Best practice with CUDA vector types.

I know CUDA has builtin type like float3, int3.
Is it necessary or advantageous to use them?

Cause I have my own well-emcapsulated C++ geometry class, and I am using them in CUDA code by adding a host device before member functions.

Will there be any performance hit doint it this way?

Use of the vector types can improve the efficiency of memory access as fewer accesses are needed for the same amount of data handled. If your data readily lends itself to the use of a vector type, use the pre-defined vector type. For example complex data can trivial be represented as float2 or double2, likewise a double-double operand is best represented as a double2, and a custom 128-bit integer type would be served well by storing it in a uint4 (or maybe a ulonglong2).
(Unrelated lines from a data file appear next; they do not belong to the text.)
//! Mirrors the upstream repository's open pull requests into the registry.
//!
//! Synchronisation is cooperative: the caller asks for one page at a time
//! until [`SyncStatus::Complete`] comes back. Page 1 starts a fresh mirror.

use tracing::{debug, info};

use crate::github::{IssueSummary, PatchGateway, pagination::BATCH_SIZE};
use crate::patch::{
    PatchError, map_gateway_error, map_persistence_error, map_persistence_read_error,
    require_quota,
};
use crate::persistence::{NewPull, PullRepository, TestRepository};


/// Requests that must remain before a page is fetched.
pub const MIN_REMAINING_FOR_SYNC: u32 = 10;

/// Maximum stored title length, in characters.
pub const TITLE_LIMIT: usize = 150;

/// Maximum stored description length, in characters.
pub const DESCRIPTION_LIMIT: usize = 100;

const ELLIPSIS: &str = "...";

/// Outcome of synchronising one page.
#[derive(Debug, Clone, Copy, PartialEq, Eq)]
pub enum SyncStatus {
    /// No further pull requests exist.
    Complete,
    /// More pages may exist.
    Continue {
        /// Page to request next.
        next_page: u32,
        /// Last page as announced by GitHub on page 1.
        last_page: Option<u32>,
    },
}

/// Label conventions used to classify pull requests.
#[derive(Debug, Clone, PartialEq, Eq)]
pub struct SyncSettings {
    /// Label marking a pull request as ready to commit.
    pub fast_track_label: String,
    /// Prefix of labels naming the target branch.
    pub branch_label_prefix: String,
}

impl Default for SyncSettings {
    fn default() -> Self {
        Self {
            fast_track_label: "RTC".to_owned(),
            branch_label_prefix: "PR-".to_owned(),
        }
    }
}

/// Drives paginated ingestion of open pull requests.
pub struct PullListSynchronizer<'deps> {
    gateway: &'deps dyn PatchGateway,
    pulls: &'deps dyn PullRepository,
    tests: &'deps dyn TestRepository,
    settings: SyncSettings,
    last_page: Option<u32>,
}

impl<'deps> PullListSynchronizer<'deps> {
    /// Creates a synchroniser with no remembered page count.
    #[must_use]
    pub const fn new(
        gateway: &'deps dyn PatchGateway,
        pulls: &'deps dyn PullRepository,
        tests: &'deps dyn TestRepository,
        settings: SyncSettings,
    ) -> Self {
        Self {
            gateway,
            pulls,
            tests,
            settings,
            last_page: None,
        }
    }

    /// Last page remembered from page 1, if it has been fetched.
    #[must_use]
    pub const fn last_page(&self) -> Option<u32> {
        self.last_page
    }

    /// Fetches and stores one page of open pull requests.
    ///
    /// Page 1 refuses to run while applied tests exist, then clears the
    /// registry before inserting.
    ///
    /// # Errors
    ///
    /// Returns `RateLimitExceeded` when fewer than
    /// [`MIN_REMAINING_FOR_SYNC`] requests remain, `AppliedPatchesPresent`
    /// on page 1 with applied tests, `RemoteUnavailable` for GitHub failures,
    /// and `DatabaseIo` when the registry cannot be written. Pages already
    /// stored are kept.
    pub async fn sync(&mut self, page: u32) -> Result<SyncStatus, PatchError> {
        require_quota(self.gateway, MIN_REMAINING_FOR_SYNC).await?;

        if page == 1 {
            self.start_fresh()?;
        }

        let batch = self
            .gateway
            .list_open_issues(page, BATCH_SIZE)
            .await
            .map_err(|error| map_gateway_error(&error))?;

        if page == 1 {
            self.last_page = Some(batch.last_page.unwrap_or(1));
        }

        let rows: Vec<NewPull> = batch
            .items
            .iter()
            .filter(|issue| issue.is_pull_request)
            .map(|issue| self.to_new_pull(issue))
            .collect();

        if rows.is_empty() {
            info!(page, "pull request synchronisation complete");
            return Ok(SyncStatus::Complete);
        }

        let inserted = self
            .pulls
            .insert_batch(&rows)
            .map_err(|error| map_persistence_error("store pull requests", &error))?;
        debug!(page, inserted, last_page = ?self.last_page, "pull request page stored");

        Ok(SyncStatus::Continue {
            next_page: page.saturating_add(1),
            last_page: self.last_page,
        })
    }

    /// Synchronises every page, reporting progress after each one.
    ///
    /// Returns the number of pages requested, including the final one.
    ///
    /// # Errors
    ///
    /// Propagates the first failure from [`Self::sync`].
    pub async fn sync_all<F>(&mut self, mut on_page: F) -> Result<u32, PatchError>
    where
        F: FnMut(u32, Option<u32>) + Send,
    {
        let mut page = 1;
        loop {
            match self.sync(page).await? {
                SyncStatus::Complete => return Ok(page),
                SyncStatus::Continue {
                    next_page,
                    last_page,
                } => {
                    on_page(page, last_page);
                    page = next_page;
                }
            }
        }
    }

    fn start_fresh(&self) -> Result<(), PatchError> {
        let applied = self
            .tests
            .list_applied()
            .map_err(|error| map_persistence_read_error("check applied tests", &error))?;
        if !applied.is_empty() {
            return Err(PatchError::AppliedPatchesPresent {
                count: applied.len(),
            });
        }

        self.pulls
            .truncate()
            .map_err(|error| map_persistence_error("clear pull requests", &error))
    }

    fn to_new_pull(&self, issue: &IssueSummary) -> NewPull {
        let (is_fast_track, branch) = classify_labels(&issue.labels, &self.settings);
        NewPull {
            pull_id: issue.number,
            title: truncate(&issue.title, TITLE_LIMIT),
            description: truncate(issue.body.as_deref().unwrap_or_default(), DESCRIPTION_LIMIT),
            pull_url: issue.pull_request_url.clone().unwrap_or_default(),
            is_fast_track,
            branch,
        }
    }
}

/// Reads the fast-track flag and the target branch from issue labels.
///
/// When several labels carry the branch prefix the last one wins. The
/// fast-track label is never read as a branch, even if it has the prefix.
#[must_use]
pub fn classify_labels(labels: &[String], settings: &SyncSettings) -> (bool, String) {
    let mut is_fast_track = false;
    let mut branch = "";
    for label in labels {
        if *label == settings.fast_track_label {
            is_fast_track = true;
        } else if let Some(name) = label.strip_prefix(settings.branch_label_prefix.as_str()) {
            branch = name;
        }
    }
    (is_fast_track, branch.to_owned())
}

/// Shortens `text` to at most `limit` characters, ending in `...` when cut.
///
/// The cut backs up to the previous word boundary; a single word longer than
/// the limit is split.
#[must_use]
pub fn truncate(text: &str, limit: usize) -> String {
    if text.chars().count() <= limit {
        return text.to_owned();
    }

    let keep = limit.saturating_sub(ELLIPSIS.len());
    let mut rest = text.chars();
    let mut shortened: String = rest.by_ref().take(keep).collect();
    let splits_word = rest.next().is_some_and(|next| !next.is_whitespace());
    if splits_word && let Some(boundary) = shortened.rfind(char::is_whitespace) {
        shortened.truncate(boundary);
    }
    shortened.truncate(shortened.trim_end().len());
    shortened.push_str(ELLIPSIS);
    shortened
}
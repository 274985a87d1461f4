//! Octocrab client construction.

use http::Uri;
use octocrab::Octocrab;

use crate::github::error::GatewayError;
use crate::github::locator::PersonalAccessToken;

use super::error_mapping::map_octocrab_error;

/// Builds an authenticated Octocrab client rooted at `api_base`.
///
/// # Errors
///
/// Returns `GatewayError::InvalidUrl` when the base URI cannot be parsed or
/// `GatewayError::Api` when Octocrab fails to construct a client.
pub(super) fn build_octocrab_client(
    token: &PersonalAccessToken,
    api_base: &str,
) -> Result<Octocrab, GatewayError> {
    let base_uri: Uri = api_base
        .parse::<Uri>()
        .map_err(|error| GatewayError::InvalidUrl(error.to_string()))?;

    Octocrab::builder()
        .personal_token(token.as_ref())
        .base_uri(base_uri)
        .map_err(|error| GatewayError::Api {
            message: format!("build client failed: {error}"),
        })?
        .build()
        .map_err(|error| map_octocrab_error("build client", &error))
}
//! Patch tester library crate.
//!
//! Mirrors a GitHub repository's open pull requests into a local `SQLite`
//! registry, applies a pull request's changed files onto a working tree after
//! backing up every touched file, and reverts applied patches byte for byte.
//!
//! The building blocks are small injected interfaces:
//!
//! - [`PatchGateway`] for GitHub access, implemented with Octocrab
//! - [`PullRepository`], [`TestRepository`], and [`AssetCacheMarker`] for
//!   Diesel-backed bookkeeping
//! - [`WorkingTree`] and [`BackupStore`] for capability-scoped filesystem
//!   access
//!
//! [`PullListSynchronizer`] and [`PatchEngine`] compose them.

pub mod backup;
pub mod config;
pub mod github;
pub mod patch;
pub mod persistence;
pub mod sync;
pub mod telemetry;
pub mod workspace;

pub use backup::{BackupKey, BackupStore, DirectoryBackupStore};
pub use config::{OperationMode, PatchTesterConfig};
pub use github::{
    GatewayError, OctocrabPatchGateway, PatchGateway, PersonalAccessToken, RateLimitInfo,
    RepositoryLocator,
};
pub use patch::{EngineDependencies, EngineSettings, PatchEngine, PatchError};
pub use persistence::{
    AssetCacheMarker, PullRepository, SqliteAssetCacheMarker, SqlitePullRepository,
    SqliteTestRepository, TestRepository,
};
pub use sync::{PullListSynchronizer, SyncSettings, SyncStatus};
pub use workspace::{SiteTree, WorkingTree};
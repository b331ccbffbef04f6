pub mod ai_batch;
pub mod dispatcher;
pub mod dlq;
pub mod job;
pub mod pool;
pub mod processors;
pub mod timeout_table;

pub use ai_batch::AiBatchProcessor;
pub use dispatcher::{Dispatcher, Processor};
pub use dlq::{DeadLetterEntry, DeadLetterQueue};
pub use job::{Job, JobPriority, JobType};
pub use pool::{JobCompletion, JobPublisher, PoolConfig, WorkerPool};
pub use timeout_table::TimeoutTable;
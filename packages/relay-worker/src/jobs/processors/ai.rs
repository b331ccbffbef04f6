//! AI processor: `ai.classify`, `ai.classify_batch`, `ai.summarize`,
//! `ai.reply` (spec §6 job catalogue). Single-item classify/summarize route
//! through the batch accumulator; the rest call the LLM service directly.

use std::sync::Arc;

use async_trait::async_trait;
use serde_json::json;

use crate::error::{Result, WorkerError};
use crate::jobs::ai_batch::AiBatchProcessor;
use crate::jobs::dispatcher::Processor;
use crate::jobs::job::Job;
use crate::provider::{LlmService, MailboxStore};
use crate::realtime::{RealtimeChannel, RealtimeEvent};

pub struct AiProcessor {
    batcher: Arc<AiBatchProcessor>,
    llm: Arc<dyn LlmService>,
    mailbox: Arc<dyn MailboxStore>,
    realtime: Arc<dyn RealtimeChannel>,
}

impl AiProcessor {
    pub fn new(batcher: Arc<AiBatchProcessor>, llm: Arc<dyn LlmService>, mailbox: Arc<dyn MailboxStore>, realtime: Arc<dyn RealtimeChannel>) -> Self {
        Self { batcher, llm, mailbox, realtime }
    }
}

#[async_trait]
impl Processor for AiProcessor {
    async fn process(&self, job: &Job) -> Result<()> {
        match job.job_type.as_str() {
            "ai.classify" => {
                let email_id: String = job.require("email_id")?;
                self.batcher.process_classify(email_id).await
            }
            "ai.summarize" => {
                let email_id: String = job.require("email_id")?;
                self.batcher.process_summarize(email_id).await
            }
            "ai.classify_batch" => {
                let email_ids: Vec<String> = job.require("email_ids")?;
                let user_id: String = job.require("user_id")?;
                let results = self.llm.classify_batch(&email_ids).await?;
                for result in results {
                    self.mailbox.mark_classified(&result.email_id, &result.category).await?;
                    let event = RealtimeEvent::new("email.classified", json!({ "email_id": result.email_id, "category": result.category }));
                    self.realtime.publish(&user_id, event).await;
                }
                Ok(())
            }
            "ai.reply" => {
                let email_id: String = job.require("email_id")?;
                let instructions: Option<String> = job.get("instructions");
                let reply = self.llm.generate_reply(&email_id, instructions.as_deref()).await?;
                if let Some(user_id) = self.mailbox.owner_of(&email_id).await? {
                    let event = RealtimeEvent::new("email.reply_sent", json!({ "email_id": email_id, "reply": reply }));
                    self.realtime.publish(&user_id, event).await;
                }
                Ok(())
            }
            other => Err(WorkerError::UnknownJobType(other.to_string())),
        }
    }
}
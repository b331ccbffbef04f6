//! Calendar processor: `calendar.sync` (spec §6 job catalogue).

use std::sync::Arc;

use async_trait::async_trait;

use crate::error::{Result, WorkerError};
use crate::jobs::dispatcher::Processor;
use crate::jobs::job::Job;
use crate::provider::CalendarProvider;

pub struct CalendarProcessor {
    provider: Arc<dyn CalendarProvider>,
}

impl CalendarProcessor {
    pub fn new(provider: Arc<dyn CalendarProvider>) -> Self {
        Self { provider }
    }
}

#[async_trait]
impl Processor for CalendarProcessor {
    async fn process(&self, job: &Job) -> Result<()> {
        match job.job_type.as_str() {
            "calendar.sync" => {
                let connection_id: String = job.require("connection_id")?;
                let calendar_id: Option<String> = job.get("calendar_id");
                let sync_token: Option<String> = job.get("sync_token");
                let full_sync: bool = job.get("full_sync").unwrap_or(false);
                self.provider.sync(&connection_id, calendar_id.as_deref(), sync_token.as_deref(), full_sync).await
            }
            other => Err(WorkerError::UnknownJobType(other.to_string())),
        }
    }
}
//! Sync state persistence port (spec §4.8, §6 persisted state layout).
//!
//! Grounded on the teacher's `TestJobManager` in-memory backing
//! (`kernel/jobs/manager.rs`), generalized from jobs to sync state rows.

use std::collections::HashMap;
use std::sync::Arc;

use async_trait::async_trait;
use chrono::{DateTime, Utc};
use tokio::sync::RwLock;

use super::state::{SyncState, SyncStatus};
use crate::error::Result;

#[async_trait]
pub trait SyncStateStore: Send + Sync {
    async fn upsert(&self, state: SyncState) -> Result<()>;
    async fn get(&self, connection_id: &str) -> Result<Option<SyncState>>;
    async fn get_by_status(&self, status: SyncStatus) -> Result<Vec<SyncState>>;
    async fn get_pending_retries(&self, now: DateTime<Utc>) -> Result<Vec<SyncState>>;
    async fn get_stale_connections(&self, max_age: chrono::Duration) -> Result<Vec<SyncState>>;
    async fn get_all_with_checkpoint(&self) -> Result<Vec<SyncState>>;
    async fn get_expired_watches(&self, before: DateTime<Utc>) -> Result<Vec<SyncState>>;

    /// Advances `history_id` only if the candidate is greater than the
    /// stored value (spec §3, §8 invariant 5).
    async fn advance_history_id(&self, connection_id: &str, candidate: &str) -> Result<()>;
}

#[derive(Default)]
pub struct InMemorySyncStateStore {
    rows: RwLock<HashMap<String, SyncState>>,
}

impl InMemorySyncStateStore {
    pub fn new() -> Arc<Self> {
        Arc::new(Self::default())
    }
}

#[async_trait]
impl SyncStateStore for InMemorySyncStateStore {
    async fn upsert(&self, state: SyncState) -> Result<()> {
        self.rows.write().await.insert(state.connection_id.clone(), state);
        Ok(())
    }

    async fn get(&self, connection_id: &str) -> Result<Option<SyncState>> {
        Ok(self.rows.read().await.get(connection_id).cloned())
    }

    async fn get_by_status(&self, status: SyncStatus) -> Result<Vec<SyncState>> {
        Ok(self
            .rows
            .read()
            .await
            .values()
            .filter(|s| s.status == status)
            .cloned()
            .collect())
    }

    async fn get_pending_retries(&self, now: DateTime<Utc>) -> Result<Vec<SyncState>> {
        Ok(self
            .rows
            .read()
            .await
            .values()
            .filter(|s| matches!(s.next_retry_at, Some(at) if at <= now))
            .cloned()
            .collect())
    }

    async fn get_stale_connections(&self, max_age: chrono::Duration) -> Result<Vec<SyncState>> {
        let cutoff = Utc::now() - max_age;
        Ok(self
            .rows
            .read()
            .await
            .values()
            .filter(|s| {
                let watch_expired = matches!(s.watch_expires_at, Some(at) if at <= Utc::now());
                watch_expired || s.last_updated_at <= cutoff
            })
            .cloned()
            .collect())
    }

    async fn get_all_with_checkpoint(&self) -> Result<Vec<SyncState>> {
        Ok(self
            .rows
            .read()
            .await
            .values()
            .filter(|s| s.has_checkpoint() && !s.first_sync_complete)
            .cloned()
            .collect())
    }

    async fn get_expired_watches(&self, before: DateTime<Utc>) -> Result<Vec<SyncState>> {
        Ok(self
            .rows
            .read()
            .await
            .values()
            .filter(|s| matches!(s.watch_expires_at, Some(at) if at <= before))
            .cloned()
            .collect())
    }

    async fn advance_history_id(&self, connection_id: &str, candidate: &str) -> Result<()> {
        let mut rows = self.rows.write().await;
        if let Some(state) = rows.get_mut(connection_id) {
            state.advance_history_id(candidate);
        }
        Ok(())
    }
}

#[cfg(test)]
mod tests {
    use super::*;

    #[tokio::test]
    async fn get_by_status_filters_correctly() {
        let store = InMemorySyncStateStore::new();
        let mut idle = SyncState::new("u1", "c1", "gmail");
        idle.status = SyncStatus::Idle;
        let mut pending = SyncState::new("u1", "c2", "gmail");
        pending.status = SyncStatus::Pending;
        store.upsert(idle).await.unwrap();
        store.upsert(pending).await.unwrap();

        let idle_rows = store.get_by_status(SyncStatus::Idle).await.unwrap();
        assert_eq!(idle_rows.len(), 1);
        assert_eq!(idle_rows[0].connection_id, "c1");
    }

    #[tokio::test]
    async fn advance_history_id_is_monotonic_through_store() {
        let store = InMemorySyncStateStore::new();
        store.upsert(SyncState::new("u1", "c1", "gmail")).await.unwrap();
        store.advance_history_id("c1", "100").await.unwrap();
        store.advance_history_id("c1", "50").await.unwrap();
        let state = store.get("c1").await.unwrap().unwrap();
        assert_eq!(state.history_id.as_deref(), Some("100"));
    }

    #[tokio::test]
    async fn expired_watches_are_found() {
        let store = InMemorySyncStateStore::new();
        let mut state = SyncState::new("u1", "c1", "gmail");
        state.watch_expires_at = Some(Utc::now() - chrono::Duration::hours(1));
        store.upsert(state).await.unwrap();

        let expired = store.get_expired_watches(Utc::now()).await.unwrap();
        assert_eq!(expired.len(), 1);
    }
}
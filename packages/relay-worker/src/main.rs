//! Composition root: wires every collaborator and runs the worker core
//! under one of three modes (spec §6 "CLI surface").

use std::sync::Arc;
use std::time::Duration;

use anyhow::Result;
use clap::{Parser, ValueEnum};

use relay_core::adapters::{
    InMemoryMailboxStore, UnconfiguredCalendarProvider, UnconfiguredLlmService, UnconfiguredMailProvider,
    UnconfiguredRagIndexer,
};
use relay_core::config::Config;
use relay_core::jobs::{AiBatchProcessor, DeadLetterQueue, Dispatcher, JobType, PoolConfig, TimeoutTable, WorkerPool};
use relay_core::jobs::processors::{AiProcessor, CalendarProcessor, MailProcessor, RagProcessor, WebhookProcessor};
use relay_core::metrics::Metrics;
use relay_core::rate_limiter::RateLimiter;
use relay_core::realtime;
use relay_core::schedulers::{BackgroundSyncScheduler, GapSyncScheduler, SyncRetryScheduler, WatchRenewScheduler};
use relay_core::stores::{ProposalStore, SessionStore};
use relay_core::sync::{InMemorySyncStateStore, MailSyncStateMachine};
use relay_core::telemetry;

#[derive(Debug, Clone, Copy, PartialEq, Eq, ValueEnum)]
enum Mode {
    Api,
    Worker,
    All,
}

#[derive(Parser, Debug)]
#[command(name = "relay", about = "Mail/calendar/AI automation worker core")]
struct Cli {
    #[arg(long, value_enum, default_value = "all")]
    mode: Mode,
}

const SESSION_TTL: Duration = Duration::from_secs(3600);

#[tokio::main]
async fn main() -> Result<()> {
    telemetry::init();
    let cli = Cli::parse();
    let config = Config::from_env()?;

    tracing::info!(mode = ?cli.mode, "starting relay worker core");

    let metrics = Arc::new(Metrics::new());
    let rate_limiter = Arc::new(RateLimiter::new(
        config.rate_limit_max_tokens,
        config.rate_limit_refill_per_interval,
        config.rate_limit_interval,
    ));
    let (dlq, dlq_handle) = DeadLetterQueue::start(config.dlq_capacity);
    let timeout_table = Arc::new(TimeoutTable::default());

    let mail_provider = Arc::new(UnconfiguredMailProvider);
    let llm_service = Arc::new(UnconfiguredLlmService);
    let calendar_provider = Arc::new(UnconfiguredCalendarProvider);
    let rag_indexer = Arc::new(UnconfiguredRagIndexer);
    let mailbox_store = InMemoryMailboxStore::new();
    let sync_store = InMemorySyncStateStore::new();
    let realtime = realtime::shared();

    let sync_machine = MailSyncStateMachine::new(mail_provider.clone(), sync_store.clone(), mailbox_store.clone(), realtime.clone());

    let ai_batcher = AiBatchProcessor::new(
        config.ai_batch_size,
        config.ai_batch_timeout,
        llm_service.clone(),
        mailbox_store.clone(),
        realtime.clone(),
    );
    let ticker_handle = ai_batcher.spawn_ticker();

    let mut dispatcher = Dispatcher::new();
    dispatcher.register(JobType::MailSync, Arc::new(MailProcessor::new(sync_machine.clone(), mail_provider.clone(), mailbox_store.clone())));
    dispatcher.register(JobType::MailDeltaSync, Arc::new(MailProcessor::new(sync_machine.clone(), mail_provider.clone(), mailbox_store.clone())));
    dispatcher.register(JobType::MailSend, Arc::new(MailProcessor::new(sync_machine.clone(), mail_provider.clone(), mailbox_store.clone())));
    dispatcher.register(JobType::MailReply, Arc::new(MailProcessor::new(sync_machine.clone(), mail_provider.clone(), mailbox_store.clone())));
    dispatcher.register(JobType::MailSave, Arc::new(MailProcessor::new(sync_machine.clone(), mail_provider.clone(), mailbox_store.clone())));
    dispatcher.register(JobType::MailModify, Arc::new(MailProcessor::new(sync_machine.clone(), mail_provider.clone(), mailbox_store.clone())));
    dispatcher.register(
        JobType::AiClassify,
        Arc::new(AiProcessor::new(ai_batcher.clone(), llm_service.clone(), mailbox_store.clone(), realtime.clone())),
    );
    dispatcher.register(
        JobType::AiClassifyBatch,
        Arc::new(AiProcessor::new(ai_batcher.clone(), llm_service.clone(), mailbox_store.clone(), realtime.clone())),
    );
    dispatcher.register(
        JobType::AiSummarize,
        Arc::new(AiProcessor::new(ai_batcher.clone(), llm_service.clone(), mailbox_store.clone(), realtime.clone())),
    );
    dispatcher.register(
        JobType::AiReply,
        Arc::new(AiProcessor::new(ai_batcher.clone(), llm_service.clone(), mailbox_store.clone(), realtime.clone())),
    );
    dispatcher.register(JobType::RagIndex, Arc::new(RagProcessor::new(rag_indexer.clone())));
    dispatcher.register(JobType::RagBatchIndex, Arc::new(RagProcessor::new(rag_indexer.clone())));
    dispatcher.register(JobType::CalendarSync, Arc::new(CalendarProcessor::new(calendar_provider.clone())));
    dispatcher.register(JobType::WebhookRenew, Arc::new(WebhookProcessor::new(sync_machine.clone())));

    let pool_config = PoolConfig {
        max_workers: config.max_workers,
        queue_capacity: config.queue_capacity,
        worker_batch_size: config.worker_batch_size,
        channel_buffer_size: config.channel_buffer_size,
        default_job_timeout: config.default_job_timeout,
        dlq_capacity: config.dlq_capacity,
    };
    let pool = WorkerPool::new(pool_config, Arc::new(dispatcher), timeout_table, rate_limiter, metrics, dlq);
    pool.set_ai_batcher(ai_batcher).await;
    sync_machine.set_publisher(pool.clone()).await;
    pool.start().await;

    let proposal_store = ProposalStore::start();
    let session_store = SessionStore::start(SESSION_TTL);

    let (watch_renew, watch_renew_handle) = WatchRenewScheduler::start(sync_machine.clone());
    let (gap_sync, gap_sync_handle) = GapSyncScheduler::start(sync_machine.clone(), sync_store.clone());
    let (sync_retry, sync_retry_handle) = SyncRetryScheduler::start(sync_machine.clone(), sync_store.clone());
    let (background_sync, background_sync_handle) = BackgroundSyncScheduler::start(sync_store.clone(), pool.clone());

    if cli.mode == Mode::Api {
        tracing::warn!("api-only mode has no HTTP surface in this core; running schedulers and pool only");
    }

    tokio::signal::ctrl_c().await?;
    tracing::info!("shutdown signal received");

    watch_renew.stop();
    gap_sync.stop();
    sync_retry.stop();
    background_sync.stop();
    let _ = tokio::join!(watch_renew_handle, gap_sync_handle, sync_retry_handle, background_sync_handle);

    proposal_store.stop().await;
    session_store.stop().await;
    ticker_handle.abort();

    pool.wait().await;
    pool.stop().await;
    let _ = dlq_handle.await;

    Ok(())
}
Can I somehow make my own vector class implementation be as efficient by adding some attribute like __align().?

Yes, __align() would be the way to do this. I do not know whether the compiler uses additional magic beyond alignment for the built-in vector types. You might want to check the generated machine code (SASS) with cuobjdump --dump-sass to make sure you are getting the code you want.

Is there anything lacking in CUDA’s pre-defined vector types that motiviated you to do your own vector types?

I just like Object Oriented programming style a lot…
Also, using my own vector class let me reuse tremendous amount of code with my other C++ projects.